## Problem
From the entries below, copy every line that holds the word "format".

Items from a dataset
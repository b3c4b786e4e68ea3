use anyhow::{Context, Result};
use corner_smoothing::Settings;
use std::io::ErrorKind;
use std::path::Path;

pub(crate) fn to_ron(settings: &Settings) -> Result<String> {
	ron::ser::to_string_pretty(settings, Default::default()).context("Failed to serialize settings")
}

pub(crate) fn from_ron(data: &str) -> Result<Settings> {
	let settings: Settings = ron::from_str(data).context("Failed to parse settings")?;
	settings.validate()?;
	Ok(settings)
}

/// Load the settings stored at `path`, starting from the first-launch defaults when the file does not exist yet.
pub(crate) fn read(path: &Path) -> Result<Settings> {
	let data = match std::fs::read_to_string(path) {
		Ok(data) => data,
		Err(e) if e.kind() == ErrorKind::NotFound => {
			log::info!("No settings at {}, using the defaults", path.display());
			return Ok(Settings::default());
		}
		Err(e) => return Err(e).with_context(|| format!("Failed to read settings from {}", path.display())),
	};
	from_ron(&data).with_context(|| format!("Invalid settings file {}", path.display()))
}

pub(crate) fn write(path: &Path, settings: &Settings) -> Result<()> {
	let data = to_ron(settings)?;
	std::fs::write(path, data).with_context(|| format!("Failed to write settings to {}", path.display()))
}
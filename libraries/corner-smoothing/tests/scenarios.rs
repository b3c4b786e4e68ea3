use corner_smoothing::*;

use glam::DVec2;
use pretty_assertions::assert_eq;

fn init_logger() {
	let _ = env_logger::builder().is_test(true).try_init();
}

fn square(closed: bool) -> Path {
	Path::from_anchors([DVec2::new(0., 0.), DVec2::new(100., 0.), DVec2::new(100., 100.), DVec2::new(0., 100.)], closed)
}

/// A rounded rectangle with corner radius 20. Straight edges alternate with curved corners.
fn rounded_rectangle() -> Path {
	let k = 0.5522847498 * 20.;
	let mut points = Vec::new();
	for (corner, into, out_of) in [
		(DVec2::new(100., 0.), DVec2::X, DVec2::Y),
		(DVec2::new(100., 60.), DVec2::Y, DVec2::NEG_X),
		(DVec2::new(0., 60.), DVec2::NEG_X, DVec2::NEG_Y),
		(DVec2::new(0., 0.), DVec2::NEG_Y, DVec2::X),
	] {
		let start = corner - into * 20.;
		let end = corner + out_of * 20.;
		points.push(AnchorPoint::new(start, start, start + into * k));
		points.push(AnchorPoint::new(end, end - out_of * k, end));
	}
	// Start at the end of the first corner, so the last corner is the closing segment
	points.rotate_left(1);
	Path::new(points, true)
}

#[test]
fn square_has_nothing_to_tune() {
	init_logger();
	let mut path = square(true);
	let original = path.clone();

	let points = path.points_mut().iter_mut().map(|point| (point, true, true));
	assert!(!smooth_selected_points(points, Coefficients::new(1.7, 0.3)));
	assert_eq!(path, original);

	let items = vec![SceneItem::Path(path.clone())];
	assert!(build_curvature_profile(&items, Color::PROFILE_ORANGE, 0.4).is_empty());

	path.set_selection(|_| true);
	let mut items = vec![SceneItem::Path(path)];
	let mut session = SmoothingSession::default();
	let error = session.run(&mut items, Coefficients::new(1.7, 0.3), true).unwrap_err();
	assert_eq!(error, SmoothingError::NothingToTune);
	assert!(error.is_notice());
	assert_eq!(error.to_string(), "Nothing to tune\nSelect rounded corners and try again");
}

#[test]
fn single_right_handle_scenario() {
	init_logger();
	let mut path = Path::new(
		vec![AnchorPoint::new(DVec2::new(0., 0.), DVec2::new(0., 0.), DVec2::new(10., 0.)), AnchorPoint::corner(DVec2::new(50., 20.))],
		false,
	);

	let transform = smooth_point(&mut path[0], false, true, Coefficients::new(0.5, 0.2));
	assert_eq!(transform, Some(CornerTransform::AnchorAndRight));

	let point = path[0];
	assert_eq!(point.anchor, DVec2::new(-5., 0.));
	assert_eq!(point.anchor.distance(DVec2::ZERO), 5.);
	assert_eq!(point.right_handle, DVec2::new(12., 0.));
	assert_eq!(point.right_handle.distance(DVec2::new(10., 0.)), 2.);
	assert_eq!(point.left_handle, point.anchor);
	assert_eq!(path[1], AnchorPoint::corner(DVec2::new(50., 20.)));
}

#[test]
fn straight_paths_only_yield_original_anchors() {
	init_logger();
	for closed in [false, true] {
		let path = square(closed);
		let profile = build_path_profile(&path, &ProfileOptions::default());
		let anchors = path.anchors();
		assert!(profile.anchors().all(|anchor| anchors.contains(&anchor)));
		assert_eq!(profile.max_curvature, 0.);
	}
}

#[test]
fn rounded_rectangle_profile() {
	init_logger();
	let path = rounded_rectangle();
	assert_eq!(path.len_segments(), 8);

	let profile = build_path_profile(&path, &ProfileOptions::default());
	// Each corner arc is closed off by the original points of that corner once the following straight edge is reached.
	// The last corner has no following edge and wraps back to the first point instead.
	assert_eq!(profile.paths.len(), 4);
	for (index, profile_path) in profile.paths.iter().enumerate() {
		assert_eq!(profile_path.len(), 51 + 2, "profile path {index}");
	}

	// The final profile path ends with the wrap point followed by the points of its corner in reverse
	let last = &profile.paths[3];
	assert_eq!(last.points[51].anchor, path[0].anchor);
	assert_eq!(last.points[52].anchor, path[7].anchor);

	// Arcs of radius 20 have curvature close to 1/20
	assert!((profile.max_curvature - 0.05).abs() < 0.005, "{}", profile.max_curvature);

	let perimeter = 2. * (60. + 20.) + 2. * std::f64::consts::PI * 20.;
	assert!((profile.total_length - perimeter).abs() < 0.1, "{}", profile.total_length);
}

#[test]
fn closed_wrap_stitch_has_no_gap_or_duplicate() {
	let source = square(true).points().to_vec();
	let mut target = Vec::new();
	stitch_original_points(&source, 2, source.len(), &mut target);

	let anchors = target.iter().map(|point| point.anchor).collect::<Vec<_>>();
	assert_eq!(anchors, vec![DVec2::new(0., 0.), DVec2::new(0., 100.), DVec2::new(100., 100.)]);
	assert_eq!(target.len(), (source.len() - 2) + 1);
}

#[test]
fn session_reruns_from_the_original_geometry() {
	init_logger();
	let mut path = rounded_rectangle();
	path.set_selection(|index| index == 2 || index == 3);
	let original = vec![SceneItem::Group { items: vec![] }, SceneItem::Path(path)];

	let mut session = SmoothingSession::new(ProfileOptions::default());
	let mut items = original.clone();
	let first = session.run(&mut items, Coefficients::new(0.2, 0.1), true).unwrap();
	assert_eq!(first.visited_points, 2);
	assert_eq!(first.profiles.len(), 1);

	// The host reverts the previous attempt and clears the selection before every rerun
	let mut items = original.clone();
	items[1].as_path_mut().unwrap().set_selection(|_| false);
	let second = session.run(&mut items, Coefficients::new(0.4, 0.1), false).unwrap();
	assert_eq!(second.visited_points, 2);

	let smoothed = items[1].as_path().unwrap();
	let source = original[1].as_path().unwrap();
	assert_eq!(smoothed[2].anchor, source[2].anchor - source[2].left_delta() * 0.4);
	assert_eq!(smoothed[3].anchor, source[3].anchor - source[3].right_delta() * 0.4);
	assert_eq!(smoothed[0], source[0]);

	session.restore_selection(&mut items);
	assert_eq!(items[1].as_path().unwrap().selected_indices().collect::<Vec<_>>(), vec![2, 3]);
}

#[test]
fn scene_documents_round_trip_through_json() {
	let items = vec![
		SceneItem::Path(Path::new(vec![AnchorPoint::new(DVec2::ZERO, DVec2::ZERO, DVec2::new(10.5, 0.)), AnchorPoint::corner(DVec2::new(50., 20.))], false).with_stroke(1.5)),
		SceneItem::CompoundPath { paths: vec![square(true), square(false)] },
		SceneItem::Other { kind: "TextFrame".to_string() },
	];
	let json = serde_json::to_string_pretty(&items).unwrap();
	let restored: Vec<SceneItem> = serde_json::from_str(&json).unwrap();
	assert_eq!(restored, items);

	// Selection and stroke attributes are optional in hand-written documents
	let minimal = r#"[{"type":"Path","points":[{"anchor":[0,0],"left_handle":[0,0],"right_handle":[1,0]}],"closed":false}]"#;
	let parsed: Vec<SceneItem> = serde_json::from_str(minimal).unwrap();
	let path = parsed[0].as_path().unwrap();
	assert!(!path[0].selected);
	assert!(!path.stroked);
}

#[test]
fn settings_drive_a_session() {
	let mut settings = Settings::default();
	settings.select_preset("big").unwrap();
	assert_eq!(settings.selected_preset(), Some(1));
	assert_eq!(PresetStore::suggested_name(settings.coefficients), "0.494 - 0.171");

	let mut path = rounded_rectangle();
	path.set_selection(|_| true);
	let mut items = vec![SceneItem::Path(path)];
	let mut session = SmoothingSession::new(settings.profile.clone());
	let report = session.run(&mut items, settings.coefficients, settings.show_profile).unwrap();
	assert_eq!(report.visited_points, 8);

	let svg = export::render_svg(&items, &report.profile_paths().cloned().collect::<Vec<_>>());
	assert_eq!(svg.matches("<path").count(), 1 + report.profile_paths().count());
}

## Written response
		Err(e) => return Err(e).with_context(|| format!("Failed to read settings from {}", path.display())),
	from_ron(&data).with_context(|| format!("Invalid settings file {}", path.display()))
	std::fs::write(path, data).with_context(|| format!("Failed to write settings to {}", path.display()))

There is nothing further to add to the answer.